Question

If the sides of a triangle are in the ratio 3:4:5 and the perimeter of the triangle is 72 inches what are the lengths of the sides?

Answer 1

3x+4x+5x=72

solve for x, then you have it.

Answer 2

Thank you! That was a fast answer! What if it was angles? The angles of a triangles have the ratio 3:4:5 - would you say that 3x + 4x + 5x = 180 and then solve for x?

Answer 3

Yes, that would give you the angles, once you have solved for x, which is 15 degrees in this case.

Answer 4

Thank you so much!

Answer 5

If the sides of a triangle are in the ratio 3:4:5 and the perimeter of the triangle is 72 inches what is the longest length of the triangle?

Answer 6

The answer is ----------

X=6

Answer 7

X=6 for the one with 72cm and the

one for 180 cm is X=15

Answer 8

The sides of a scalene triangle are 6cm, 9cm and 13cm respectively.

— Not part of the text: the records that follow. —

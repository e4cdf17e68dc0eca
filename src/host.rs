//! Binding of the collaborator traits to the IPC host.
//!
//! The UI host owns the real engine and media APIs. `HostBridge` turns each
//! request into an outgoing [`SessionEvent`] and keeps the bits of host state
//! the core needs to answer synchronously (graph readiness, supported
//! encodings, recorder state). Clones share that state.

use std::cell::RefCell;
use std::rc::Rc;

use tokio::sync::mpsc;
use tracing::{debug, info};

use crate::capture::{CaptureBackend, RecorderState, SinkId};
use crate::engine::SynthEngine;
use crate::graph::{AudioContext, OutputController, OutputNode};
use crate::ipc::SessionEvent;
use crate::share::ShareTarget;

#[derive(Debug, Default)]
struct HostState {
    context: Option<AudioContext>,
    controller: Option<OutputController>,
    supported_mime_types: Vec<String>,
    recorder: RecorderState,
    next_sink: u32,
}

#[derive(Debug, Clone)]
pub struct HostBridge {
    state: Rc<RefCell<HostState>>,
    events: mpsc::UnboundedSender<SessionEvent>,
}

impl HostBridge {
    pub fn new(events: mpsc::UnboundedSender<SessionEvent>) -> Self {
        Self {
            state: Rc::new(RefCell::new(HostState::default())),
            events,
        }
    }

    fn emit(&self, event: SessionEvent) -> anyhow::Result<()> {
        self.events
            .send(event)
            .map_err(|_| anyhow::anyhow!("Host event channel closed"))
    }

    /// The engine created its graph. `output` may still be missing.
    pub fn set_graph(&self, context: AudioContext, output: Option<OutputNode>) {
        info!(context = context.id(), has_output = output.is_some(), "Audio graph ready");
        let mut st = self.state.borrow_mut();
        st.context = Some(context);
        st.controller = Some(OutputController {
            output_node: output,
        });
    }

    pub fn clear_graph(&self) {
        info!("Audio graph lost");
        let mut st = self.state.borrow_mut();
        st.context = None;
        st.controller = None;
    }

    pub fn set_supported_mime_types(&self, mime_types: Vec<String>) {
        debug!(?mime_types, "Host capabilities updated");
        self.state.borrow_mut().supported_mime_types = mime_types;
    }

    /// The host's recorder fired its stop completion.
    pub fn mark_recorder_stopped(&self) {
        self.state.borrow_mut().recorder = RecorderState::Inactive;
    }
}

impl SynthEngine for HostBridge {
    fn start(&mut self) -> anyhow::Result<()> {
        self.emit(SessionEvent::EngineStart {})
    }

    fn stop(&mut self) -> anyhow::Result<()> {
        self.emit(SessionEvent::EngineStop {})
    }

    fn evaluate(&mut self, code: &str) -> anyhow::Result<()> {
        self.emit(SessionEvent::EngineEvaluate {
            code: code.to_string(),
        })
    }

    fn audio_context(&self) -> Option<AudioContext> {
        self.state.borrow().context.clone()
    }

    fn output_controller(&self) -> Option<OutputController> {
        self.state.borrow().controller.clone()
    }
}

impl CaptureBackend for HostBridge {
    fn is_type_supported(&self, mime_type: &str) -> bool {
        self.state
            .borrow()
            .supported_mime_types
            .iter()
            .any(|m| m == mime_type)
    }

    fn open_sink(&mut self, context: &AudioContext) -> anyhow::Result<SinkId> {
        let sink = {
            let mut st = self.state.borrow_mut();
            st.next_sink += 1;
            SinkId(st.next_sink)
        };
        self.emit(SessionEvent::SinkOpen {
            context_id: context.clone(),
            sink,
        })?;
        Ok(sink)
    }

    fn tap(&mut self, output: &OutputNode, sink: SinkId) -> anyhow::Result<()> {
        self.emit(SessionEvent::TapConnect {
            output_node: output.clone(),
            sink,
        })
    }

    fn detach(&mut self, output: &OutputNode, sink: SinkId) -> anyhow::Result<()> {
        self.emit(SessionEvent::TapDetach {
            output_node: output.clone(),
            sink,
        })
    }

    fn start_recorder(&mut self, sink: SinkId, mime_type: &str) -> anyhow::Result<()> {
        self.emit(SessionEvent::RecorderStart {
            sink,
            mime_type: mime_type.to_string(),
        })?;
        self.state.borrow_mut().recorder = RecorderState::Recording;
        Ok(())
    }

    fn request_stop(&mut self) -> anyhow::Result<()> {
        self.emit(SessionEvent::RecorderStop {})
    }

    fn recorder_state(&self) -> RecorderState {
        self.state.borrow().recorder
    }
}

impl ShareTarget for HostBridge {
    fn share(&mut self, url: &str) -> anyhow::Result<()> {
        self.emit(SessionEvent::ShareLink {
            url: url.to_string(),
        })
    }
}

#[cfg(test)]
mod tests {
    use super::*;
    use crate::graph::AudioGraphHandle;

    fn drain(rx: &mut mpsc::UnboundedReceiver<SessionEvent>) -> Vec<SessionEvent> {
        let mut out = Vec::new();
        while let Ok(ev) = rx.try_recv() {
            out.push(ev);
        }
        out
    }

    #[test]
    fn graph_readiness_follows_host_reports() {
        let (tx, _rx) = mpsc::unbounded_channel();
        let host = HostBridge::new(tx);
        assert!(AudioGraphHandle::new(&host).ready().is_err());

        host.set_graph(AudioContext::new("ctx"), Some(OutputNode::new("gain")));
        let ready = AudioGraphHandle::new(&host).ready().unwrap();
        assert_eq!(ready.output.id(), "gain");

        host.clear_graph();
        assert!(AudioGraphHandle::new(&host).context().is_err());
    }

    #[test]
    fn capture_requests_become_events() {
        let (tx, mut rx) = mpsc::unbounded_channel();
        let mut host = HostBridge::new(tx);
        let out = OutputNode::new("gain");

        let sink = host.open_sink(&AudioContext::new("ctx")).unwrap();
        host.tap(&out, sink).unwrap();
        host.start_recorder(sink, "audio/webm").unwrap();
        assert_eq!(host.recorder_state(), RecorderState::Recording);
        host.request_stop().unwrap();
        // still recording until the host confirms
        assert_eq!(host.recorder_state(), RecorderState::Recording);
        host.mark_recorder_stopped();
        assert_eq!(host.recorder_state(), RecorderState::Inactive);
        host.detach(&out, sink).unwrap();

        let events = drain(&mut rx);
        assert_eq!(events.len(), 5);
        assert!(matches!(events[0], SessionEvent::SinkOpen { sink: SinkId(1), .. }));
        assert!(matches!(events[1], SessionEvent::TapConnect { .. }));
        assert!(matches!(events[2], SessionEvent::RecorderStart { .. }));
        assert!(matches!(events[3], SessionEvent::RecorderStop {}));
        assert!(matches!(events[4], SessionEvent::TapDetach { .. }));
    }

    #[test]
    fn sink_ids_are_monotonic() {
        let (tx, _rx) = mpsc::unbounded_channel();
        let mut host = HostBridge::new(tx);
        let ctx = AudioContext::new("ctx");
        assert_eq!(host.open_sink(&ctx).unwrap(), SinkId(1));
        assert_eq!(host.open_sink(&ctx).unwrap(), SinkId(2));
    }

    #[test]
    fn closed_channel_is_an_error() {
        let (tx, rx) = mpsc::unbounded_channel();
        drop(rx);
        let mut host = HostBridge::new(tx);
        assert!(host.start().is_err());
        assert!(host.detach(&OutputNode::new("gain"), SinkId(1)).is_err());
    }

    #[test]
    fn supported_types_come_from_host() {
        let (tx, _rx) = mpsc::unbounded_channel();
        let host = HostBridge::new(tx);
        assert!(!host.is_type_supported("audio/webm;codecs=opus"));
        host.set_supported_mime_types(vec!["audio/webm;codecs=opus".into()]);
        assert!(host.is_type_supported("audio/webm;codecs=opus"));
    }
}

Find the area and perimeter of the triangle.

Answer 9

[AI-generated answer — Explain Bot]

To find the lengths of the sides of the triangle, we can assign a variable to the ratio of the sides.

Let's assume the ratio is x, so the lengths of the sides would be 3x, 4x, and 5x.

We know that the perimeter of a triangle is the sum of all its sides, so we can set up an equation:

3x + 4x + 5x = 72

Simplifying the equation:

12x = 72

Dividing both sides of the equation by 12:

x = 6

Now we can find the lengths of the sides by substituting the value of x back into the ratio:

1st side: 3x = 3 * 6 = 18 inches
2nd side: 4x = 4 * 6 = 24 inches
3rd side: 5x = 5 * 6 = 30 inches

Therefore, the lengths of the sides of the triangle are 18 inches, 24 inches, and 30 inches.